My mate, Scott, and I are both signed up to run in the West Highland Way race in June. This is some test of endurance as it is 95 miles over some of the most remote trails in the British Isles. We have both spent some time on the trail, either from the Hoka Higland Fling race or from various reasons to walk in this part of the world. But running it. The whole length. Well, that’s something entirely different.

In preparation, we’ve both been increasing our mileage but we know we need to spend some time on the trail itself to train effectively. Knowing where you are and what comes next in a long race like that can make all the difference. So with that in mind, we planned a long run on Easter Sunday, starting at Bridge of Orchy and running north to the top of the Devils Staircase before turning around and running back again. The whole route was expected to be just over 30 miles with about 1000m of elevation.

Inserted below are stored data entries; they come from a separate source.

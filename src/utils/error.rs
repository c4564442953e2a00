use thiserror::Error;

use crate::domain::model::DoorState;

#[derive(Error, Debug)]
pub enum DoorError {
    #[error("door left open past its {timeout_secs}s timeout")]
    DoorLeftOpen { timeout_secs: u64 },

    #[error("invalid transition: door is already {state:?}")]
    InvalidState { state: DoorState },

    #[error("invalid timeout: must be at least one second")]
    InvalidTimeout,

    #[error("timer task failed: {0}")]
    TimerTask(#[from] tokio::task::JoinError),
}

pub type Result<T> = std::result::Result<T, DoorError>;
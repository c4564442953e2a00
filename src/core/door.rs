use std::sync::{Mutex, PoisonError};

use crate::domain::model::{DoorState, LockPolicy};
use crate::utils::error::{DoorError, Result};

/// A door with a fixed alarm timeout. State lives behind a mutex so a
/// spawned timer callback can read it while the owning task locks/unlocks.
#[derive(Debug)]
pub struct Door {
    state: Mutex<DoorState>,
    policy: LockPolicy,
    timeout_secs: u64,
}

impl Door {
    /// Creates a closed door with the default idempotent lock policy.
    /// A zero timeout is rejected.
    pub fn new(timeout_secs: u64) -> Result<Self> {
        Self::with_policy(timeout_secs, LockPolicy::default())
    }

    pub fn with_policy(timeout_secs: u64, policy: LockPolicy) -> Result<Self> {
        if timeout_secs == 0 {
            return Err(DoorError::InvalidTimeout);
        }
        Ok(Self {
            state: Mutex::new(DoorState::Closed),
            policy,
            timeout_secs,
        })
    }

    // A poisoned lock still holds a valid two-variant state, so recover it.
    fn state(&self) -> std::sync::MutexGuard<'_, DoorState> {
        self.state.lock().unwrap_or_else(PoisonError::into_inner)
    }

    pub fn unlock(&self) -> Result<()> {
        let mut state = self.state();
        *state = state.unlocked(self.policy)?;
        tracing::debug!(timeout_secs = self.timeout_secs, "door unlocked");
        Ok(())
    }

    pub fn lock(&self) -> Result<()> {
        let mut state = self.state();
        *state = state.locked(self.policy)?;
        tracing::debug!("door locked");
        Ok(())
    }

    pub fn is_open(&self) -> bool {
        *self.state() == DoorState::Open
    }

    pub fn timeout_secs(&self) -> u64 {
        self.timeout_secs
    }

    /// The alarm check run at timeout: fails iff the door is open right now.
    pub fn signal_if_still_open(&self) -> Result<()> {
        if self.is_open() {
            tracing::warn!(
                timeout_secs = self.timeout_secs,
                "door still open at timeout"
            );
            return Err(DoorError::DoorLeftOpen {
                timeout_secs: self.timeout_secs,
            });
        }
        Ok(())
    }
}
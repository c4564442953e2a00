pub mod adapters;
pub mod core;
pub mod domain;
pub mod utils;

pub use adapters::door_timer::DoorTimerAdapter;
pub use core::door::Door;
pub use core::timed_door::TimedDoor;
pub use core::timer::{TimeoutHandle, Timer, TimerMode};
pub use domain::model::{DoorState, LockPolicy};
pub use domain::ports::TimerClient;
pub use utils::error::{DoorError, Result};
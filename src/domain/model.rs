use crate::utils::error::{DoorError, Result};

/// The two states a door can be in. A fresh door starts `Closed`.
#[derive(Debug, Clone, Copy, PartialEq, Eq, Default)]
pub enum DoorState {
    #[default]
    Closed,
    Open,
}

/// How repeated lock/unlock calls are treated: `Idempotent` makes them
/// no-ops, `Strict` rejects them with [`DoorError::InvalidState`].
#[derive(Debug, Clone, Copy, PartialEq, Eq, Default)]
pub enum LockPolicy {
    #[default]
    Idempotent,
    Strict,
}

impl DoorState {
    pub fn unlocked(self, policy: LockPolicy) -> Result<DoorState> {
        match (self, policy) {
            (DoorState::Closed, _) => Ok(DoorState::Open),
            (DoorState::Open, LockPolicy::Idempotent) => Ok(DoorState::Open),
            (DoorState::Open, LockPolicy::Strict) => {
                Err(DoorError::InvalidState { state: self })
            }
        }
    }

    pub fn locked(self, policy: LockPolicy) -> Result<DoorState> {
        match (self, policy) {
            (DoorState::Open, _) => Ok(DoorState::Closed),
            (DoorState::Closed, LockPolicy::Idempotent) => Ok(DoorState::Closed),
            (DoorState::Closed, LockPolicy::Strict) => {
                Err(DoorError::InvalidState { state: self })
            }
        }
    }
}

We met up at 5am after losing that hour of sleep I mentioned and drove over to park at the Bridge of Orchy Hotel. After a quick hot drink in the hotel and a bowl of porridge, we set off. The first section is what’s affectionately known as Jelly Baby hill. It’s not much of a hill at all in comparison with some of the Munros around the area, but in the race itself it comes about 60 miles in and will be the last thing tired legs will want to climb. With that out of the way, the path meanders up on to Rannoch moor which is a bleak, open landscape.

Rannoch Moor

Rannoch Moor

The WHW rises up over the moor for about 10 miles. It is one of the many old military roads built through the highlands centuries ago and they were built to stand the test of time. The surface is like a cobbled stone and whilst it looks smooth enough, after running on it for an hour or so you are happy to reach the tarmac at the road to the Glencoe ski centre.

WHW over Rannoch Moor

WHW over Rannoch Moor

We stopped by the A82 to take in the views down Glencoe. It is probably one of the most photographed places in Scotland and with good reason. For the next couple of hours, we were spoiled with the huge scenery, which thankfully distracted from the achy legs. We reached Kingshouse in about 2h 30mins and after a quick pit stop to refill our water bottles, we headed back out for the Devils Staircase.

A bit like Jelly Baby hill, the staircase isn’t actually all that much of a hill when you compare it to some of the nearby monsters which look down on it. However, after running for miles, it commands a level of respect and swiftly reminds you if you don’t show it sufficient levels. By this point the weather was starting to allow some sunshine to poke through the clouds and we were treated with some of the best views the planet has to offer for all our hard work.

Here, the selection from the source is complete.